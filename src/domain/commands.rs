#[derive(Clone, Copy, Debug, Eq, PartialEq)]
pub enum TerminalCommand {
    Help,
    Contact,
    Clear,
    About,
    Services,
}

/// Completion order matters: Tab picks the first name that matches.
pub const COMMAND_NAMES: [&str; 5] = ["help", "contact", "clear", "about", "services"];

/// Footer reference shown under the terminal window.
pub const COMMAND_REFERENCE: [(&str, &str); 5] = [
    ("help", "Show available commands"),
    ("contact", "Start the contact form"),
    ("about", "Learn more about Orbit-Ops"),
    ("services", "View our services"),
    ("clear", "Clear the terminal"),
];

impl TerminalCommand {
    pub fn parse(line: &str) -> Option<TerminalCommand> {
        match line.trim().to_lowercase().as_str() {
            "help" => Some(Self::Help),
            "contact" => Some(Self::Contact),
            "clear" => Some(Self::Clear),
            "about" => Some(Self::About),
            "services" => Some(Self::Services),
            _ => None,
        }
    }
}

pub fn complete_command(prefix: &str) -> Option<&'static str> {
    let prefix = prefix.to_lowercase();
    COMMAND_NAMES
        .iter()
        .copied()
        .find(|name| name.starts_with(&prefix))
}

pub fn help_lines() -> &'static [&'static str] {
    &[
        "Available commands:",
        "- contact: Start the contact form",
        "- clear: Clear the terminal",
        "- about: Learn more about Orbit-Ops",
        "- services: View our services",
    ]
}

pub fn about_lines() -> &'static [&'static str] {
    &[
        "Orbit-Ops is a tech company specializing in Web Design, Graphic Design, Automation, and Customer Support.",
        "We leverage cutting-edge technology to deliver elegant solutions for our clients.",
    ]
}

pub fn services_lines() -> &'static [&'static str] {
    &[
        "Our services include:",
        "1. Web Design - Beautiful, responsive websites",
        "2. Graphic Design - Eye-catching visuals",
        "3. Automation - Streamline your workflow",
        "4. Customer Support - For our existing clients",
    ]
}

pub fn unrecognized_lines(input: &str) -> Vec<String> {
    vec![
        format!("Command not recognized: {input}"),
        "Type \"help\" for a list of available commands.".to_string(),
    ]
}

▶ [Exercise goal]:
Return each record exactly as given.

▶ [Answer for this exercise]:
filename src/domain/commands.rs
#[derive(Clone, Copy, Debug, Eq, PartialEq)]
pub enum TerminalCommand {
    Help,
    Contact,
    Clear,
    About,
    Services,
}

/// Completion order matters: Tab picks the first name that matches.
pub const COMMAND_NAMES: [&str; 5] = ["help", "contact", "clear", "about", "services"];

/// Footer reference shown under the terminal window.
pub const COMMAND_REFERENCE: [(&str, &str); 5] = [
    ("help", "Show available commands"),
    ("contact", "Start the contact form"),
    ("about", "Learn more about Orbit-Ops"),
    ("services", "View our services"),
    ("clear", "Clear the terminal"),
];

impl TerminalCommand {
    pub fn parse(line: &str) -> Option<TerminalCommand> {
        match line.trim().to_lowercase().as_str() {
            "help" => Some(Self::Help),
            "contact" => Some(Self::Contact),
            "clear" => Some(Self::Clear),
            "about" => Some(Self::About),
            "services" => Some(Self::Services),
            _ => None,
        }
    }
}

pub fn complete_command(prefix: &str) -> Option<&'static str> {
    let prefix = prefix.to_lowercase();
    COMMAND_NAMES
        .iter()
        .copied()
        .find(|name| name.starts_with(&prefix))
}

pub fn help_lines() -> &'static [&'static str] {
    &[
        "Available commands:",
        "- contact: Start the contact form",
        "- clear: Clear the terminal",
        "- about: Learn more about Orbit-Ops",
        "- services: View our services",
    ]
}

pub fn about_lines() -> &'static [&'static str] {
    &[
        "Orbit-Ops is a tech company specializing in Web Design, Graphic Design, Automation, and Customer Support.",
        "We leverage cutting-edge technology to deliver elegant solutions for our clients.",
    ]
}

pub fn services_lines() -> &'static [&'static str] {
    &[
        "Our services include:",
        "1. Web Design - Beautiful, responsive websites",
        "2. Graphic Design - Eye-catching visuals",
        "3. Automation - Streamline your workflow",
        "4. Customer Support - For our existing clients",
    ]
}

pub fn unrecognized_lines(input: &str) -> Vec<String> {
    vec![
        format!("Command not recognized: {input}"),
        "Type \"help\" for a list of available commands.".to_string(),
    ]
}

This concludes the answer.